Nous étions rien. Nous n’avions rien. Nous étions ceux que l’on regarde sans les voir. Nous étions ceux venus d’ailleurs. Nous étions ceux que l’on accueille à moitié ; ceux que l’on accueille la porte entrouverte, la porte à moitié fermée. Nous étions ceux que l’on accueille en les refoulant. Nous étions ceux à qui rien n’est donné ni pardonné.
Je ne m’appelle pas Larssson. Je ne m’appelle pas Olsson. Mon nom est Ibrahimovic. Je n’étais pas destiné de naissance à devenir ni le roi de la Suède, ni le King de l’Europe. Je suis venu, j’ai vu, j’ai conquis. Conquis Malmö, conquis Amsterdam, conquis Turin, conquis Milan, conquis Barcelone, conquis Paris, conquis Manchester.
D’entrée de jeu, des faubourgs écorchés de Malmö, morveux perdu tapant dans le ballon sans terrain, j’ai annoncé solennellement, l’imaginaire sans limites, les lueurs des rayons glorieux: «Retenez bien mon nom ; retenez bien mon visage. Je m’appelle Ibrahimovic. Tous les regards seront un jour portés vers moi !»
A peine quinze printemps et je me souvenais déjà des années à venir et j’exultais. L’art du ballon rond magique, avec mes pieds et ma tête, j’inventerai, de cime en cime, des gestes mystiques jamais imaginés ; divinité des stades, je serai le héros du jour et du lendemain. La clameur se souviendra de moi de siècle en siècle sans poussières. Du misérable ciment de Malmö, faisant œuvre de légende, je commettrai de l’or.
Ajax. Dans le brouillard de là où je suis né, j’étais déjà, par effraction, ailleurs. Du côté de l’Ajax d’Amsterdam. Amsterdam a vibré pour moi. Amsterdam a chanté pour moi. Amsterdam a dansé pour moi. Imprévisible, invraisemblable, la pondération hautaine, la tenue hors lignes tracées, la confiance maîtrisant les hauteurs, j’ai mystifié, disloqué toutes les forteresses de l’Europe et déchiré tous les filets adverses.
D’Amsterdam, l’heure sonnée, je suis parti à la conquête de Turin et de Milan. Il est de ces années de félicité dans la circulation des jours qu’aucune parole ne saurait recueillir en transversale ou en diagonale, encore moins traduire, retranscrire en horizontale. Inégalable dans l’art majestueux d’être moi-même, prince vertical couronné d’Italie, j’ai ravi le feu du ciel en coups de ciseaux, en coups de génie infinie, illuminé le calcio d’ouvertures aux couleurs hautes et vives, cassé l’étau des codes établis, la liberté énoncée derrière chaque geste dessiné sur la pelouse et déposé dans la lucarne pour la légende. Hors liberté, nul destin signifiant, remarquable.

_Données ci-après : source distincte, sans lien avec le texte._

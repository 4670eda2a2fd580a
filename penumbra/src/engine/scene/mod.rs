//! A minimal scene graph the engine can render.

pub mod node;

pub use node::*;
use crate::core::Transform;
use crate::engine::assets::Material;
use crate::rendering::{DrawCtx, MeshHandle, SceneObject, Shader};
use nalgebra::Matrix4;

/// An uploaded mesh and the material it is drawn with.
#[derive(Debug, Clone)]
pub struct MeshRenderer {
    pub mesh: MeshHandle,
    pub material: Material,
}

impl MeshRenderer {
    pub fn new(mesh: MeshHandle, material: Material) -> Self {
        MeshRenderer { mesh, material }
    }
}

/// A named transform with meshes attached and child nodes placed relative
/// to it.
#[derive(Debug, Clone)]
pub struct Node {
    pub name: String,
    pub transform: Transform,
    renderers: Vec<MeshRenderer>,
    children: Vec<Node>,
}

impl Node {
    pub fn new(name: impl Into<String>) -> Self {
        Node {
            name: name.into(),
            transform: Transform::new(),
            renderers: Vec::new(),
            children: Vec::new(),
        }
    }

    pub fn with_renderer(mut self, renderer: MeshRenderer) -> Self {
        self.renderers.push(renderer);
        self
    }

    pub fn with_child(mut self, child: Node) -> Self {
        self.children.push(child);
        self
    }

    pub fn add_renderer(&mut self, renderer: MeshRenderer) {
        self.renderers.push(renderer);
    }

    pub fn add_child(&mut self, child: Node) -> &mut Node {
        self.children.push(child);
        let last = self.children.len() - 1;
        &mut self.children[last]
    }

    pub fn renderers(&self) -> &[MeshRenderer] {
        &self.renderers
    }

    pub fn children(&self) -> &[Node] {
        &self.children
    }

    pub fn children_mut(&mut self) -> &mut [Node] {
        &mut self.children
    }

    fn render_with_parent(&self, parent: &Matrix4<f32>, shader: &dyn Shader, ctx: &mut DrawCtx<'_>) {
        let model = parent * self.transform.matrix();

        for renderer in &self.renderers {
            shader.bind(ctx.device);
            shader.update_uniforms(ctx.device, &model, &renderer.material, ctx.uniforms);
            ctx.device.draw_mesh(renderer.mesh);
        }

        for child in &self.children {
            child.render_with_parent(&model, shader, ctx);
        }
    }
}

impl SceneObject for Node {
    fn render_all(&self, shader: &dyn Shader, ctx: &mut DrawCtx<'_>) {
        self.render_with_parent(&Matrix4::identity(), shader, ctx);
    }
}
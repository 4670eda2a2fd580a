use crate::rendering::DeviceError;
use snafu::Snafu;

#[derive(Debug, Snafu)]
#[snafu(context(suffix(Err)), visibility(pub(crate)))]
pub enum RenderError {
    #[snafu(display("Creating the {what} failed: {source}"))]
    Device {
        what: &'static str,
        source: DeviceError,
    },

    #[snafu(display("A shadow map bank needs between 1 and {max} tiers, not {tiers}"))]
    InvalidShadowTierCount { tiers: u8, max: u8 },

    #[snafu(display("Shadow tier {tier} is not available, the highest tier is {available}"))]
    UnsupportedShadowTier { tier: u8, available: u8 },

    #[snafu(display("No light is registered under this handle"))]
    UnknownLight,
}

pub type Result<T, E = RenderError> = std::result::Result<T, E>;
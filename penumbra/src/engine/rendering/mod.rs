//! Forward multi-light rendering with variance shadow maps.
//!
//! [`RenderingEngine`] owns everything a frame needs besides the scene and the
//! camera: the shadow map bank, the filter quad, the auxiliary camera used for
//! shadow and filter passes, and the [`UniformStore`](uniform::UniformStore)
//! shaders read from. The scene is anything implementing [`SceneObject`].
//!
//! ```rust
//! use penumbra::components::Camera;
//! use penumbra::rendering::{HeadlessDevice, RenderingEngine};
//! use penumbra::scene::Node;
//!
//! let mut engine = RenderingEngine::new(HeadlessDevice::new()).unwrap();
//! let camera = Camera::perspective(70f32.to_radians(), 4.0 / 3.0, 0.1, 1000.0);
//! let scene = Node::new("root");
//!
//! engine.render(&scene, &camera);
//! ```
//!
//! All GPU work goes through [`RenderDevice`]. [`HeadlessDevice`] records it
//! instead, which is what the tests inspect.

mod context;
pub mod device;
mod error;
mod headless;
pub mod light_manager;
pub mod lights;
mod offscreen_surface;
pub mod pipeline_state;
mod post_process_pass;
mod renderer;
mod shader;
pub mod shadow_map;
pub mod uniform;

pub use context::*;
pub use device::{
    ClearOps, DeviceError, MeshHandle, ProgramHandle, RenderDevice, RenderTarget,
    TextureHandle,
};
pub use error::*;
pub use headless::*;
pub use light_manager::{LightHandle, LightManager};
pub use offscreen_surface::*;
pub use pipeline_state::{PipelineScope, PipelineState};
pub use post_process_pass::*;
pub use renderer::*;
pub use shader::*;
pub use shadow_map::{ShadowMapBank, ShadowMapSlot};
use crate::rendering::device::TextureDescriptor;
use crate::rendering::error::*;
use crate::rendering::lights::ShadowTier;
use crate::rendering::{RenderDevice, TextureHandle};
use log::debug;
use snafu::{ResultExt, ensure};
use wgpu::{FilterMode, TextureFormat};
use winit::dpi::PhysicalSize;

/// Largest tier a bank may hold: 8192x8192 maps.
pub const MAX_SHADOW_TIERS: u8 = 13;

/// Variance maps store depth and depth squared.
pub const SHADOW_MAP_FORMAT: TextureFormat = TextureFormat::Rg32Float;

/// The variance map of one tier, plus a scratch map of the same size the
/// blur ping-pongs through.
#[derive(Debug, Copy, Clone, PartialEq)]
pub struct ShadowMapSlot {
    tier: ShadowTier,
    map: TextureHandle,
    scratch: TextureHandle,
    size: PhysicalSize<u32>,
}

impl ShadowMapSlot {
    pub fn tier(&self) -> ShadowTier {
        self.tier
    }

    pub fn map(&self) -> TextureHandle {
        self.map
    }

    /// Contents are undefined outside of a blur.
    pub fn scratch(&self) -> TextureHandle {
        self.scratch
    }

    pub fn size(&self) -> PhysicalSize<u32> {
        self.size
    }
}

/// One [`ShadowMapSlot`] for every tier from `1` up to the bank's size.
#[derive(Debug, Clone)]
pub struct ShadowMapBank {
    slots: Vec<ShadowMapSlot>,
}

impl ShadowMapBank {
    pub fn new(device: &mut dyn RenderDevice, tiers: u8) -> Result<Self> {
        ensure!(
            (1..=MAX_SHADOW_TIERS).contains(&tiers),
            InvalidShadowTierCountErr {
                tiers,
                max: MAX_SHADOW_TIERS
            }
        );

        let mut slots = Vec::with_capacity(tiers as usize);
        for tier in (1..=tiers).filter_map(ShadowTier::new) {
            let resolution = tier.resolution();
            let size = PhysicalSize::new(resolution, resolution);

            let map = create_shadow_texture(device, "Shadow Map", size)?;
            let scratch = create_shadow_texture(device, "Shadow Map Scratch", size)?;

            slots.push(ShadowMapSlot {
                tier,
                map,
                scratch,
                size,
            });
        }

        debug!("Allocated {} shadow map tiers", slots.len());

        Ok(ShadowMapBank { slots })
    }

    /// Whether lights of this tier can be rendered.
    pub fn supports(&self, tier: ShadowTier) -> bool {
        tier.bank_index() < self.slots.len()
    }

    pub fn slot(&self, tier: ShadowTier) -> Option<&ShadowMapSlot> {
        self.slots.get(tier.bank_index())
    }

    /// The lowest tier's slot. Bound as the shadow sampler for lights without
    /// shadows so shaders always have something to sample.
    pub fn first(&self) -> &ShadowMapSlot {
        &self.slots[0]
    }

    /// The highest tier in this bank.
    pub fn max_tier(&self) -> u8 {
        self.slots.len() as u8
    }

    pub fn len(&self) -> usize {
        self.slots.len()
    }

    pub fn is_empty(&self) -> bool {
        self.slots.is_empty()
    }

    pub fn iter(&self) -> impl Iterator<Item = &ShadowMapSlot> {
        self.slots.iter()
    }
}

fn create_shadow_texture(
    device: &mut dyn RenderDevice,
    label: &str,
    size: PhysicalSize<u32>,
) -> Result<TextureHandle> {
    device
        .create_texture(&TextureDescriptor {
            label,
            size,
            format: SHADOW_MAP_FORMAT,
            filter: FilterMode::Linear,
            clamp: true,
        })
        .context(DeviceErr { what: "shadow map" })
}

Je ne m’appelle pas Pettersson. Je ne m’appelle pas Carlsson. Mon nom est Ibrahimovic.
Des gradins remuant parfois de sombres passions, combien de fois la sottise en meute montrant ses dents, agitant ses bras, exhalant des effluves nauséabondes ? Ni cris de singe, ni bananes balancées, je n’étais ni Muntari ni Dani Alves, j’étais un yougo, un Zingaro, un tzigane en crampons.
Imperméable au venin des moqueries, chacun de mes gestes instant suprême d’élégance, transgressant les habitudes et les dogmatismes qui emprisonnent l’imagination, échappant aux tacles faucheurs, j’ai défié toutes les règles du jeu géométrique, prose sans esthétique, soulevé de sombreros, submergé d’émotion et de passion les cœurs et mis à genoux tous les racontars, irrités de mon triomphe.
La légende levée, la grandiloquence, masque protecteur, vanité dérobant du regard mes failles rentrées, j’ai mis le voile sur Barcelone. Et mon visage rayé d’or et de pourpre, étoile remontant en contre-attaque soudaine les scores, inversant d’un éclair les défaites en victoires, se relevant de chaque chute, la fierté imperturbable, sans ivresse : si le génie est de l’ordre de la mystique individuelle, le charme de la victoire se récolte en équipe. Donner, recevoir. Recevoir, donner.
Passant les années, ma mission remplie, l’avenir était Paris. Le talent insondable, j’ai couronné la ville lumière de tous les lauriers. Les années passeront, mon nom survivra à toutes les saisons et demeurera trace sacrée de prestige dribblant les années, tel la tour Eiffel !
Et me voici à Manchester. Que du chemin parcouru faisant toujours à mon idée et ne misant jamais sur une seconde chance : «Je suis le nord, je suis le sud, je suis l’est et je suis l’ouest. Je suis Zlatan Ibrahimovic.»